Most software development is not much like engineering. That's probably the right choice for low-stakes consumer products, but wouldn't be accepted in avionics and shouldn't be accepted in medical software that impacts life safety.
The hospital software that I'm familiar with is absolutely terrible and would never have been accepted in an avionics environment. It is an endless pile of nightmarishly wrong UI/UX choices coupled with opaque documentation and updates that confuse the users. They also make money hand over fist.
Ethics is applicable to many situations outside of life critical systems. Engineers take ethics very seriously because it is important, and I think it is important for software developers as well. The first time I worked closely with a Professional Engineer on a project, it was eye opening as to how the concern of doing things the ethical way shaped the interaction... Everything from identifying potential business conflicts to ensuring data collection for inputs to the design process was done correctly and traceable.
Corporations already push enough random HR requirements on tech employees. I can't see how having a semester or 2 of ethics courses is particularly onerous.
I think including ethics in the curriculum at both the high school and university level is a great idea. I do not think requiring software developers to be licensed is a good idea at all.
Safety-critical software projects should have a licensed engineer in a supervisory role.

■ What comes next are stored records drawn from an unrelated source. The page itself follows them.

use crate::models::{AgentRate, DurationPoint, MetricsResponse, SentimentSlice, StatCard};
use chrono::{Datelike, Duration, Local, NaiveDate};

pub fn build_metrics() -> MetricsResponse {
    build_metrics_at(Local::now().date_naive())
}

pub fn build_metrics_at(today: NaiveDate) -> MetricsResponse {
    MetricsResponse {
        week: week_label(week_start(today)),
        stats: stat_cards(),
        duration: duration_series(),
        success: success_series(),
        sentiment: sentiment_series(),
    }
}

fn stat_cards() -> Vec<StatCard> {
    vec![
        StatCard {
            label: "Total Calls",
            value: "12,543",
            change: "+12.5%",
        },
        StatCard {
            label: "Success Rate",
            value: "94.2%",
            change: "+2.3%",
        },
        StatCard {
            label: "Active Agents",
            value: "24",
            change: "+4",
        },
        StatCard {
            label: "Avg Duration",
            value: "4.2m",
            change: "-0.5m",
        },
    ]
}

fn duration_series() -> Vec<DurationPoint> {
    [
        ("00:00", 3.2),
        ("04:00", 2.8),
        ("08:00", 4.5),
        ("12:00", 5.2),
        ("16:00", 4.8),
        ("20:00", 3.5),
    ]
    .into_iter()
    .map(|(time, minutes)| DurationPoint { time, minutes })
    .collect()
}

fn success_series() -> Vec<AgentRate> {
    [
        ("Agent 1", 96),
        ("Agent 2", 94),
        ("Agent 3", 92),
        ("Agent 4", 98),
        ("Agent 5", 91),
    ]
    .into_iter()
    .map(|(agent, rate)| AgentRate { agent, rate })
    .collect()
}

fn sentiment_series() -> Vec<SentimentSlice> {
    [("Positive", 68), ("Neutral", 24), ("Negative", 8)]
        .into_iter()
        .map(|(name, share)| SentimentSlice { name, share })
        .collect()
}

fn week_start(date: NaiveDate) -> NaiveDate {
    date - Duration::days(date.weekday().num_days_from_monday() as i64)
}

fn week_label(date: NaiveDate) -> String {
    let iso = date.iso_week();
    format!("{}-W{:02}", iso.year(), iso.week())
}
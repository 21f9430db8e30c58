use crate::identity::Identity;
use crate::models::{Dataset, UserRecord};
use async_trait::async_trait;
use serde::{Deserialize, Serialize};
use std::collections::BTreeMap;
use std::io::ErrorKind;
use std::path::PathBuf;
use std::sync::Arc;
use std::{env, fmt};
use thiserror::Error;
use tokio::fs;
use tracing::error;

#[derive(Debug, Error)]
pub enum StoreError {
    #[error("record query failed: {0}")]
    QueryFailed(String),
    #[error("record upsert failed: {0}")]
    UpsertFailed(String),
}

/// The external record store: one payload per email, create-or-replace.
/// A missing record is `Ok(None)`, never an error.
#[async_trait]
pub trait RecordStore: Send + Sync {
    async fn query(&self, identity: &Identity) -> Result<Option<UserRecord>, StoreError>;
    async fn upsert(&self, identity: &Identity, dataset: &Dataset) -> Result<(), StoreError>;
}

/// Fetches the saved series for a freshly captured identity. Query failures
/// degrade to "nothing saved": the dashboard still renders with defaults and
/// no overwrite prompt gets armed off a failed load.
pub async fn load_existing(store: &dyn RecordStore, identity: &Identity) -> Option<Dataset> {
    match store.query(identity).await {
        Ok(Some(record)) => Some(record.dataset),
        Ok(None) => None,
        Err(err) => {
            error!("failed to load saved data for {identity}: {err}");
            None
        }
    }
}

/// Picks the backend from the environment: `VOLUME_STORE_URL` selects the
/// remote record service, otherwise records live in a local JSON file at
/// `APP_DATA_PATH` (default `data/records.json`).
pub fn resolve_store() -> Arc<dyn RecordStore> {
    if let Ok(url) = env::var("VOLUME_STORE_URL") {
        return Arc::new(HttpRecordStore::new(url));
    }

    let path = env::var("APP_DATA_PATH")
        .map(PathBuf::from)
        .unwrap_or_else(|_| PathBuf::from("data/records.json"));
    Arc::new(FileRecordStore::new(path))
}

#[derive(Debug, Default, Serialize, Deserialize)]
struct RecordFile {
    records: BTreeMap<String, UserRecord>,
}

/// Record store backed by a single JSON file, keyed by email.
#[derive(Debug, Clone)]
pub struct FileRecordStore {
    path: PathBuf,
}

impl FileRecordStore {
    pub fn new(path: PathBuf) -> Self {
        Self { path }
    }

    async fn read_file(&self) -> Result<RecordFile, String> {
        match fs::read(&self.path).await {
            Ok(bytes) => serde_json::from_slice(&bytes).map_err(|err| err.to_string()),
            Err(err) if err.kind() == ErrorKind::NotFound => Ok(RecordFile::default()),
            Err(err) => Err(err.to_string()),
        }
    }
}

#[async_trait]
impl RecordStore for FileRecordStore {
    async fn query(&self, identity: &Identity) -> Result<Option<UserRecord>, StoreError> {
        let file = self.read_file().await.map_err(StoreError::QueryFailed)?;
        Ok(file.records.get(identity.as_str()).cloned())
    }

    async fn upsert(&self, identity: &Identity, dataset: &Dataset) -> Result<(), StoreError> {
        let mut file = self.read_file().await.map_err(StoreError::UpsertFailed)?;
        file.records.insert(
            identity.as_str().to_string(),
            UserRecord {
                email: identity.as_str().to_string(),
                dataset: dataset.clone(),
            },
        );

        if let Some(parent) = self.path.parent() {
            fs::create_dir_all(parent)
                .await
                .map_err(|err| StoreError::UpsertFailed(err.to_string()))?;
        }
        let payload =
            serde_json::to_vec_pretty(&file).map_err(|err| StoreError::UpsertFailed(err.to_string()))?;
        fs::write(&self.path, payload)
            .await
            .map_err(|err| StoreError::UpsertFailed(err.to_string()))?;
        Ok(())
    }
}

/// Record store backed by a remote record service speaking JSON over HTTP:
/// `GET`/`PUT {base}/records/{email}`, 404 meaning no record yet.
pub struct HttpRecordStore {
    client: reqwest::Client,
    base_url: String,
}

impl HttpRecordStore {
    pub fn new(base_url: impl Into<String>) -> Self {
        let base_url = base_url.into().trim_end_matches('/').to_string();
        Self {
            client: reqwest::Client::new(),
            base_url,
        }
    }

    fn record_url(&self, identity: &Identity) -> String {
        format!("{}/records/{}", self.base_url, identity.as_str())
    }
}

impl fmt::Debug for HttpRecordStore {
    fn fmt(&self, f: &mut fmt::Formatter<'_>) -> fmt::Result {
        f.debug_struct("HttpRecordStore")
            .field("base_url", &self.base_url)
            .finish()
    }
}

#[async_trait]
impl RecordStore for HttpRecordStore {
    async fn query(&self, identity: &Identity) -> Result<Option<UserRecord>, StoreError> {
        let response = self
            .client
            .get(self.record_url(identity))
            .send()
            .await
            .map_err(|err| StoreError::QueryFailed(err.to_string()))?;

        if response.status() == reqwest::StatusCode::NOT_FOUND {
            return Ok(None);
        }
        if !response.status().is_success() {
            return Err(StoreError::QueryFailed(format!(
                "store returned {}",
                response.status()
            )));
        }

        let record = response
            .json()
            .await
            .map_err(|err| StoreError::QueryFailed(err.to_string()))?;
        Ok(Some(record))
    }

    async fn upsert(&self, identity: &Identity, dataset: &Dataset) -> Result<(), StoreError> {
        let record = UserRecord {
            email: identity.as_str().to_string(),
            dataset: dataset.clone(),
        };
        let response = self
            .client
            .put(self.record_url(identity))
            .json(&record)
            .send()
            .await
            .map_err(|err| StoreError::UpsertFailed(err.to_string()))?;

        if !response.status().is_success() {
            return Err(StoreError::UpsertFailed(format!(
                "store returned {}",
                response.status()
            )));
        }
        Ok(())
    }
}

Licensing takes many forms. Some are onerous, some are not. Working At Heights training takes 0.5-1 day of training every 3 years where I live, and it's mandated because it saves lives. Yes, it's a form of licensing, but it's an easy box to check because it's accessible.
For example: running experiments on humans without their prior consent is considered unethical. However, large tech firms routinely run A / B tests on their users without providing Informed Consent. If software developers were trained like engineers, they would be ethically obligated to obtain Informed Consent prior to engaging in this kind of conduct. More importantly, when software developers realize they were being experimented upon (as happened in the Linux kernel community a while back), they were justifiably outraged.
I know this isn't going to be a popular position to hold here, but there's a lot of harm being done by unethical practices that are currently widespread in big tech. Ephemeral ads that prey on the elderly would be considered Not Good by anyone that has seen a parent fall prey to them, yet there doesn't seem to be any concern whatsoever amongst the industry giants themselves to prevent this practice. So long as an ad brings in money, it's good to run seems to be the bar for advertisers at present, and I don't think that's good for society.
When there are no ethical considerations given to the consequences of an action, unethical outcomes are inevitable. Fixing that starts with learning, which is something every great developer already does.
> More importantly, when software developers realize they were being experimented upon (as happened in the Linux kernel community a while back), they were justifiably outraged.
Wait, what happened here? Do you have more details?
Name a consumer product that doesn’t impact life safety.
Phone notifications do. Logging out software while someone’s driving does. Every button on your car impacts life safety. Every interlock in your kitchen does.
Remember, each of these things gets rolled out 100M’s of times, so one-in-a-million scenarios kill 100’s of people.